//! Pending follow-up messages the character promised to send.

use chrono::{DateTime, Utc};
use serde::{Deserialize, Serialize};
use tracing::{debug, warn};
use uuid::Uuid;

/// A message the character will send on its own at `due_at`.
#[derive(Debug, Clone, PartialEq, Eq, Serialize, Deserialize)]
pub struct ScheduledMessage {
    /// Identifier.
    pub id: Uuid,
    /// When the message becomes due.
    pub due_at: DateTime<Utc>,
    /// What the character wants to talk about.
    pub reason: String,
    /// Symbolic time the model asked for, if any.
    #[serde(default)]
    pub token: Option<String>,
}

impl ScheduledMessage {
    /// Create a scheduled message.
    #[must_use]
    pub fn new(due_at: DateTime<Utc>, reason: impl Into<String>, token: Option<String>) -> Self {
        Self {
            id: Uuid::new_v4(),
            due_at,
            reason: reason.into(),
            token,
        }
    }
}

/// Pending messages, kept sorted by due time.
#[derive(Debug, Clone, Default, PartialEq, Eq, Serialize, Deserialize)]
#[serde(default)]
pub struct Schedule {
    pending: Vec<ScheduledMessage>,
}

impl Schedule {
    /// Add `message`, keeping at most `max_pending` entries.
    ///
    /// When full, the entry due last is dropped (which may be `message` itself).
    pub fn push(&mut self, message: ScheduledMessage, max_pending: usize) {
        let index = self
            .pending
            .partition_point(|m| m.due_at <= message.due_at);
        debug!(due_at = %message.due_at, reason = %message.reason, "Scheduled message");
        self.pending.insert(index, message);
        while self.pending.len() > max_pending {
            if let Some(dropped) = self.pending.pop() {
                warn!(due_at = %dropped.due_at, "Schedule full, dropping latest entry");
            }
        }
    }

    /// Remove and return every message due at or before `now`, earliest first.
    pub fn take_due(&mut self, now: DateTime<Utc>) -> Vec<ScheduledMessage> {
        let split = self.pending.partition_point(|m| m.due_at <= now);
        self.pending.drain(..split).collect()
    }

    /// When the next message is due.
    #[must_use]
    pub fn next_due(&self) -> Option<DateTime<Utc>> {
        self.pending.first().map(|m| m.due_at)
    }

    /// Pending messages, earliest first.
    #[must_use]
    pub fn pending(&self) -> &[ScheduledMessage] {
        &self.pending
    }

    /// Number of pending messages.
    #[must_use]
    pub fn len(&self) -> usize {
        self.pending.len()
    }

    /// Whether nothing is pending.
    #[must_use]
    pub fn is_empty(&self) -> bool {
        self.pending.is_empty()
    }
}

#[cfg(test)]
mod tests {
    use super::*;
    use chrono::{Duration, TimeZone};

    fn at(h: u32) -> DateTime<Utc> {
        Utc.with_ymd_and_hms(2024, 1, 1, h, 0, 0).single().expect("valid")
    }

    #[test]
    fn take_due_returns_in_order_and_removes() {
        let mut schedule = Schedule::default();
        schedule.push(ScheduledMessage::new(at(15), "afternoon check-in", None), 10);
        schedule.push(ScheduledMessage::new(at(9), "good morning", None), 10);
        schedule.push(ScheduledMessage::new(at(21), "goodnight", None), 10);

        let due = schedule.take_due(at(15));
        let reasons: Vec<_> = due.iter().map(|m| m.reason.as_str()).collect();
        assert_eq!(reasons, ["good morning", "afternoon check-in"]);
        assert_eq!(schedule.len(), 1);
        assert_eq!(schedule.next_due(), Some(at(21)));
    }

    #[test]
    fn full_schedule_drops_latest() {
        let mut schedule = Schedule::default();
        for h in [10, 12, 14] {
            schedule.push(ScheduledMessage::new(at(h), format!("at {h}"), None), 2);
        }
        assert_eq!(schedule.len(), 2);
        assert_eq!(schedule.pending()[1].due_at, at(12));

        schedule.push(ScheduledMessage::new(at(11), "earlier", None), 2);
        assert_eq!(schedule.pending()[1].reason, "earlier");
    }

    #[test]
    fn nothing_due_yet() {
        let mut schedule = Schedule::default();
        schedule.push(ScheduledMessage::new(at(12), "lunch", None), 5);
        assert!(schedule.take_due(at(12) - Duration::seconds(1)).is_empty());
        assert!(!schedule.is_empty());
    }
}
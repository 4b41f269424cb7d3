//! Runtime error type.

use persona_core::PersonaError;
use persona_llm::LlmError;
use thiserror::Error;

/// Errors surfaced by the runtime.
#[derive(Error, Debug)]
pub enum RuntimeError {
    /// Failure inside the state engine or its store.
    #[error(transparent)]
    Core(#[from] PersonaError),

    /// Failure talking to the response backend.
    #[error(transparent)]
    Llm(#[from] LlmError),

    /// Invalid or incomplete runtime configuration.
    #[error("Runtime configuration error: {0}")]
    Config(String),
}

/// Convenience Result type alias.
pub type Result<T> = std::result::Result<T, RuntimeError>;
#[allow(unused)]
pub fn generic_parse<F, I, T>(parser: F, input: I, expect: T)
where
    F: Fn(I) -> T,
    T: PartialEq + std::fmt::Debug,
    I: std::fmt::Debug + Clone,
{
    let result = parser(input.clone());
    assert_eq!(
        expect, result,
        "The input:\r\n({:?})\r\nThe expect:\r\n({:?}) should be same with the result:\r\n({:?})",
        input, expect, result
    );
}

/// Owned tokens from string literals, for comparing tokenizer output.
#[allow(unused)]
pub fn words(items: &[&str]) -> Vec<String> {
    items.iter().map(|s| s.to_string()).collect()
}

···

▸ **WHAT YOU NEED TO DO**
Total lines with "earlier" in the records above: report that figure alone.

▸ **TASK RESULT**
2